Wednesday, 1 October 2014
Four year journey
Today
I got my bachelors degree and I am feeling very happy because it was a very
long, testing and tough four years journey for me…the story starts with my
first semester….. I was very confident student with a high self esteem and self
respect but who’s going to know that in coming years I have to face very
crucial time and as the time passes first I realized that the course I have to
study is not of my type or somewhat on technical side like it had mathematics
and programming etc and I always used to hate maths specially…so as the time passes I started getting low grades
(as expected) and at the end of first semester my self esteem and self respect
was very much damaged and with damaged respect i start losing my confidence because
I started seeing myself as a looser… with the start of second semester I
decided firmly that I will study and aimed for scoring good grades so that I
can be in good books of all my class mates but nature has its own plans for
us…so at the start of second semester my father suffered a swear heart attack
(and I didn’t really told anyone in class & now I wonder how fool I used to
be)….at that time I lost complete focus from my studies because i used to look
after my family business in morning and used to attend classes in evening and I
was really unable to focus on study and
at the end of second semester i was not
only fail in one subject but I was also came on probation….with the start of
third semester I had two challenges to deal with one was to score some good
marks so that university can’t kick me out and the other one was to gain back
my self respect and self esteem so that I can walk and talk with my class mates
confidently and proudly.
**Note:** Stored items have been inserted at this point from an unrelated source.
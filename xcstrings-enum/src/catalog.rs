//! Typed decoding of Xcode String Catalogs (`.xcstrings`).
//!
//! Only the parts needed to enumerate keys are modelled; localizations,
//! variations and substitutions are skipped by the decoder.

use std::{
    fmt::Formatter,
    fs::File,
    io::{BufRead, BufReader, Cursor, Read},
    path::Path,
    str::FromStr,
};

use serde::{
    Deserialize, Deserializer,
    de::{MapAccess, Visitor},
};
use unic_langid::LanguageIdentifier;

use crate::{error::Error, key_options::KeyOptions};

fn default_version() -> String {
    "1.0".to_string()
}

/// A decoded string catalog.
///
/// # Example
///
/// ```rust,no_run
/// use xcstrings_enum::{Catalog, KeyOptions};
///
/// let catalog = Catalog::read_from("Localizable.xcstrings")?;
/// for key in catalog.keys(&KeyOptions::new()) {
///     println!("{}", key);
/// }
/// # Ok::<(), xcstrings_enum::Error>(())
/// ```
#[derive(Debug, Clone, PartialEq, Eq, Deserialize)]
#[serde(rename_all = "camelCase")]
pub struct Catalog {
    pub source_language: String,
    #[serde(default = "default_version")]
    pub version: String,
    pub strings: Strings,
}

impl FromStr for Catalog {
    type Err = Error;

    fn from_str(s: &str) -> Result<Self, Self::Err> {
        Self::from_reader(Cursor::new(s))
    }
}

impl Catalog {
    /// Parses and validates a catalog from a reader.
    pub fn from_reader<R: BufRead>(reader: R) -> Result<Self, Error> {
        let catalog: Catalog = serde_json::from_reader(reader)?;
        catalog.validate()?;
        Ok(catalog)
    }

    /// Parses and validates a catalog from raw bytes (UTF-8, no BOM).
    pub fn from_bytes(bytes: &[u8]) -> Result<Self, Error> {
        Self::from_reader(BufReader::new(bytes))
    }

    /// Reads a catalog file, honouring a UTF-8 or UTF-16 byte order mark.
    pub fn read_from<P: AsRef<Path>>(path: P) -> Result<Self, Error> {
        let file = File::open(path)?;
        let mut decoder = encoding_rs_io::DecodeReaderBytesBuilder::new()
            .bom_override(true)
            .build(file);

        let mut decoded = String::new();
        decoder.read_to_string(&mut decoded)?;

        decoded.parse()
    }

    /// Checks that the source language is a valid language identifier.
    pub fn validate(&self) -> Result<(), Error> {
        self.source_language
            .parse::<LanguageIdentifier>()
            .map(|_| ())
            .map_err(|e| {
                Error::catalog_error(format!(
                    "invalid sourceLanguage `{}`: {}",
                    self.source_language, e
                ))
            })
    }

    /// Returns the keys selected by `options`.
    ///
    /// In catalog order unless `sort_keys` is set. Duplicate keys are passed
    /// through unchanged so the grouper can report them.
    pub fn keys(&self, options: &KeyOptions) -> Vec<&str> {
        let mut keys: Vec<&str> = self
            .strings
            .iter()
            .filter(|(_, item)| !(options.skip_stale && item.is_stale()))
            .map(|(key, _)| key.as_str())
            .collect();
        if options.sort_keys {
            keys.sort_unstable();
        }
        keys
    }

    /// Finds the first item stored under `key`.
    pub fn get(&self, key: &str) -> Option<&Item> {
        self.strings.iter().find(|(k, _)| k == key).map(|(_, item)| item)
    }

    pub fn len(&self) -> usize {
        self.strings.0.len()
    }

    pub fn is_empty(&self) -> bool {
        self.strings.0.is_empty()
    }
}

/// The `strings` object of a catalog, in document order.
///
/// Decoded with a map visitor rather than a hash map so that key order and
/// repeated keys survive.
#[derive(Debug, Clone, PartialEq, Eq, Default)]
pub struct Strings(Vec<(String, Item)>);

impl Strings {
    pub fn iter(&self) -> impl Iterator<Item = &(String, Item)> {
        self.0.iter()
    }
}

impl<'de> Deserialize<'de> for Strings {
    fn deserialize<D: Deserializer<'de>>(deserializer: D) -> Result<Self, D::Error> {
        struct StringsVisitor;

        impl<'de> Visitor<'de> for StringsVisitor {
            type Value = Strings;

            fn expecting(&self, f: &mut Formatter<'_>) -> std::fmt::Result {
                f.write_str("a map of string keys to catalog items")
            }

            fn visit_map<A: MapAccess<'de>>(self, mut map: A) -> Result<Strings, A::Error> {
                let mut items = Vec::with_capacity(map.size_hint().unwrap_or(0));
                while let Some((key, item)) = map.next_entry::<String, Item>()? {
                    items.push((key, item));
                }
                Ok(Strings(items))
            }
        }

        deserializer.deserialize_map(StringsVisitor)
    }
}

/// One entry of the `strings` object.
#[derive(Debug, Clone, PartialEq, Eq, Default, Deserialize)]
#[serde(rename_all = "camelCase")]
pub struct Item {
    pub comment: Option<String>,
    pub extraction_state: Option<ExtractionState>,
    pub should_translate: Option<bool>,
}

impl Item {
    pub fn is_stale(&self) -> bool {
        self.extraction_state == Some(ExtractionState::Stale)
    }
}

/// How Xcode found the key. Values this crate does not know decode as `Unknown`.
#[derive(Debug, Clone, Copy, PartialEq, Eq, Deserialize)]
#[serde(rename_all = "snake_case")]
pub enum ExtractionState {
    Manual,
    Stale,
    ExtractedWithValue,
    Migrated,
    #[serde(other)]
    Unknown,
}
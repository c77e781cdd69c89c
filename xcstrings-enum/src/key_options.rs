//! Options controlling which catalog keys become enum cases, and in which order.

/// Key selection options for [`crate::Catalog::keys`].
#[derive(Debug, Clone, PartialEq, Eq, Default)]
pub struct KeyOptions {
    /// Emit keys in lexicographic order instead of catalog order.
    pub sort_keys: bool,
    /// Leave out keys whose extraction state is `stale`.
    pub skip_stale: bool,
}

impl KeyOptions {
    /// Creates default key options: catalog order, all keys.
    pub fn new() -> Self {
        Self::default()
    }

    /// Enables/disables lexicographic ordering.
    pub fn with_sort_keys(mut self, sort_keys: bool) -> Self {
        self.sort_keys = sort_keys;
        self
    }

    /// Enables/disables dropping stale keys.
    pub fn with_skip_stale(mut self, skip_stale: bool) -> Self {
        self.skip_stale = skip_stale;
        self
    }
}
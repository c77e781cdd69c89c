//! The Swift source file wrapped around the rendered case list.

use std::fmt::Write;

use indoc::indoc;

use crate::{
    error::Error,
    grammar::is_identifier,
    keywords::KeywordSet,
    renderer::{render, swift_string_literal},
    types::CaseGroup,
};

pub const DEFAULT_ENUM_NAME: &str = "XcodeStringKey";
pub const DEFAULT_TYPE_ALIAS: &str = "XCS";
/// Table name Xcode uses for `Localizable.xcstrings`; never passed explicitly.
pub const DEFAULT_TABLE_NAME: &str = "Localizable";

/// Names the generated enum declares besides its cases.
///
/// A case with one of these names would be a redeclaration, so grouping
/// treats them as taken.
pub const MEMBER_NAMES: &[&str] = &["key", "string", "rawValue", "allCases"];

/// Enum name, alias and table settings for the generated file.
#[derive(Debug, Clone, PartialEq, Eq)]
pub struct EnumTemplate {
    enum_name: String,
    type_alias: Option<String>,
    table_name: Option<String>,
}

impl Default for EnumTemplate {
    fn default() -> Self {
        Self::new(DEFAULT_ENUM_NAME).with_type_alias(Some(DEFAULT_TYPE_ALIAS.to_string()))
    }
}

impl EnumTemplate {
    /// A template for `enum_name`, without alias or table.
    pub fn new(enum_name: impl Into<String>) -> Self {
        Self {
            enum_name: enum_name.into(),
            type_alias: None,
            table_name: None,
        }
    }

    pub fn with_type_alias(mut self, type_alias: Option<String>) -> Self {
        self.type_alias = type_alias;
        self
    }

    /// Sets the strings table. The default `Localizable` table is dropped.
    pub fn with_table_name(mut self, table_name: Option<String>) -> Self {
        self.table_name = table_name.filter(|name| name != DEFAULT_TABLE_NAME);
        self
    }

    pub fn enum_name(&self) -> &str {
        &self.enum_name
    }

    pub fn type_alias(&self) -> Option<&str> {
        self.type_alias.as_deref()
    }

    pub fn table_name(&self) -> Option<&str> {
        self.table_name.as_deref()
    }

    /// Checks that the enum name and alias are usable type names.
    pub fn validate(&self, reserved: &KeywordSet) -> Result<(), Error> {
        check_type_name("enum name", &self.enum_name, reserved)?;
        if let Some(alias) = &self.type_alias {
            check_type_name("type alias", alias, reserved)?;
            if *alias == self.enum_name {
                return Err(Error::template_error(format!(
                    "type alias `{}` is the same as the enum name",
                    alias
                )));
            }
        }
        if self.table_name.as_deref() == Some("") {
            return Err(Error::template_error("table name must not be empty"));
        }
        Ok(())
    }

    /// Renders the complete Swift file for `group`.
    pub fn render(&self, group: &CaseGroup) -> String {
        let mut out = String::from(indoc! {"
            // This file is generated by xcstrings-enum. Please do *NOT* update it manually.
            // As a common practice, SwiftLint is disabled for generated files.
            // swiftlint:disable all

            import SwiftUI

        "});

        let short_name = match &self.type_alias {
            Some(alias) => {
                let _ = writeln!(out, "/// Makes it a bit easier to type.");
                let _ = writeln!(out, "typealias {} = {}", alias, self.enum_name);
                out.push('\n');
                alias.as_str()
            }
            None => self.enum_name.as_str(),
        };

        let _ = writeln!(
            out,
            "/// Generated by xcstrings-enum, this enum contains all existing String Catalog keys."
        );
        let _ = writeln!(out, "enum {}: String, CaseIterable {{", self.enum_name);
        out.push_str(&render(group));
        out.push('\n');

        let _ = writeln!(
            out,
            "    /// Usage: `SwiftUI.Text({}.yourStringCatalogKey.key)`",
            short_name
        );
        let _ = writeln!(
            out,
            "    var key: LocalizedStringKey {{ LocalizedStringKey(rawValue) }}"
        );
        out.push('\n');
        let table = self
            .table_name
            .as_deref()
            .map(|name| format!("tableName: {}, ", swift_string_literal(name)))
            .unwrap_or_default();
        let _ = writeln!(
            out,
            "    var string: String {{ NSLocalizedString(rawValue, {}comment: \"Generated localization from String Catalog key\") }}",
            table
        );
        out.push_str("}\n");
        out.push_str("// swiftlint:enable all\n");
        out
    }
}

fn check_type_name(what: &str, name: &str, reserved: &KeywordSet) -> Result<(), Error> {
    if !is_identifier(name) {
        return Err(Error::template_error(format!(
            "{} `{}` is not a legal identifier",
            what, name
        )));
    }
    if reserved.contains(name) {
        return Err(Error::template_error(format!(
            "{} `{}` is a reserved word",
            what, name
        )));
    }
    Ok(())
}
//! # Error Taxonomy
//!
//! Every failure in the model build pipeline is represented here. The
//! taxonomy follows four groups: schema validation, missing resources,
//! invariant violations and external service failures. Nothing is ever
//! downgraded to a warning; a failed model aborts the whole batch.

use std::path::PathBuf;

use thiserror::Error;

/// Crate wide result alias.
pub type Result<T> = std::result::Result<T, Error>;

#[derive(Debug, Error)]
pub enum Error {
    /// The language resource document failed structural validation. The
    /// field path includes the language code and the offending field, e.g.
    /// `language_resources.cy.models[0].model_type`.
    #[error("invalid language resource document at `{path}`: {message}")]
    Schema { path: String, message: String },

    /// A language code in the resource document has no entry in the static
    /// language to runtime locale table.
    #[error("unknown language code `{0}`: no runtime locale is registered for it")]
    UnknownLanguage(String),

    /// Two or more models across the resource document share a name. Model
    /// names become release tags, so they must be globally unique.
    #[error("duplicate model names across the language resource document: {0:?}")]
    DuplicateModelNames(Vec<String>),

    /// A lexicon source could not be read or parsed.
    #[error("could not load the lexicon from `{url}`: {message}")]
    Lexicon { url: String, message: String },

    /// A lexicon loaded without error but produced zero entries.
    #[error("the lexicon loaded from `{0}` is empty")]
    EmptyLexicon(String),

    /// A rule based model declared an empty rule list.
    #[error("no rules found for model `{0}`: a rule based model requires at least one rule")]
    NoRules(String),

    /// The model meta file is missing from a packaged model directory.
    #[error("could not find the model meta file `{}`", .0.display())]
    MetaFileMissing(PathBuf),

    /// The packaged model directory is missing its README.
    #[error("could not find the model README file `{}`", .0.display())]
    ReadmeMissing(PathBuf),

    /// The `dist/` folder must contain exactly one `.tar.gz` and one
    /// `.whl`; any other file count signals a packaging contract violation.
    #[error(
        "the dist folder `{}` contains {count} files, expected exactly 2 \
         (one `.tar.gz` and one `.whl`)",
        .dir.display()
    )]
    DistFileCount { dir: PathBuf, count: usize },

    /// A file in `dist/` has a suffix other than `.whl` or `.gz`.
    #[error(
        "unexpected file `{}` in the dist folder: every dist file must end \
         in `.whl` or `.tar.gz`",
        .0.display()
    )]
    UnexpectedDistFile(PathBuf),

    /// The release publisher refuses to start without a token.
    #[error(
        "cannot find a personal access token: expected a non-empty `PAT` \
         value in `{}`",
        .0.display()
    )]
    MissingToken(PathBuf),

    /// The remote release API rejected a request. The hint points at the
    /// most likely cause (an already existing release, or rate limiting).
    #[error("release upload failed for tag `{tag}` ({hint}): {message}")]
    Release {
        tag: String,
        hint: &'static str,
        message: String,
    },

    /// Post-publish verification found local packages without a matching
    /// remote release, or releases with unexpected assets.
    #[error("not all models were released, missing or incomplete tags: {0:?}")]
    MissingReleases(Vec<String>),

    /// A model build failed. Carries the language code, model name and the
    /// resolved configuration so the failure can be diagnosed offline.
    #[error(
        "model build failed for language `{language}`, model `{model}`\n\
         resolved configuration:\n{config}"
    )]
    Build {
        language: String,
        model: String,
        config: String,
        #[source]
        source: Box<Error>,
    },

    #[error("i/o error on `{}`: {source}", .path.display())]
    Io {
        path: PathBuf,
        #[source]
        source: std::io::Error,
    },

    #[error("json error: {0}")]
    Json(#[from] serde_json::Error),

    #[error("http error: {0}")]
    Http(#[from] reqwest::Error),

    #[error("archive error: {0}")]
    Archive(#[from] zip::result::ZipError),
}

impl Error {
    /// Attaches a path to a raw i/o error, so every resource error names
    /// the file it failed on.
    pub fn io(path: impl Into<PathBuf>, source: std::io::Error) -> Self {
        Error::Io {
            path: path.into(),
            source,
        }
    }
}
It was a very tough time for me I used to think of if &
else situations like if I hadn’t took admission in this course or if I am
unable to get good marks then university will throw me out and many things like
that…I used to think “if” committing suicide is not harram(illegal) then I would had done that and many other
things like this….but I proved my self to be tough enough and I scored enough
marks to continue my study…with the start of fourth semester nothing was really
changed except that I start writing articles on blog and started
expressing my feelings ,frustration and
thinking…fifth ,sixth & seventh semester’s were alright because I started scoring marks and
some respect plus some self confidence………sixth semester I was totally torn
apart from inside because my self confidence was broken in pieces , I was like
a boy looking for someone to help me understand me and motivate me…from sixth
semester onwards I tried my best and scored some very good marks in many
subjects and with the start of my last
semester i started feeling quite confident about my self and now when I am graduated I am confident as
I was in first semester….just thinking what I got and what I lost..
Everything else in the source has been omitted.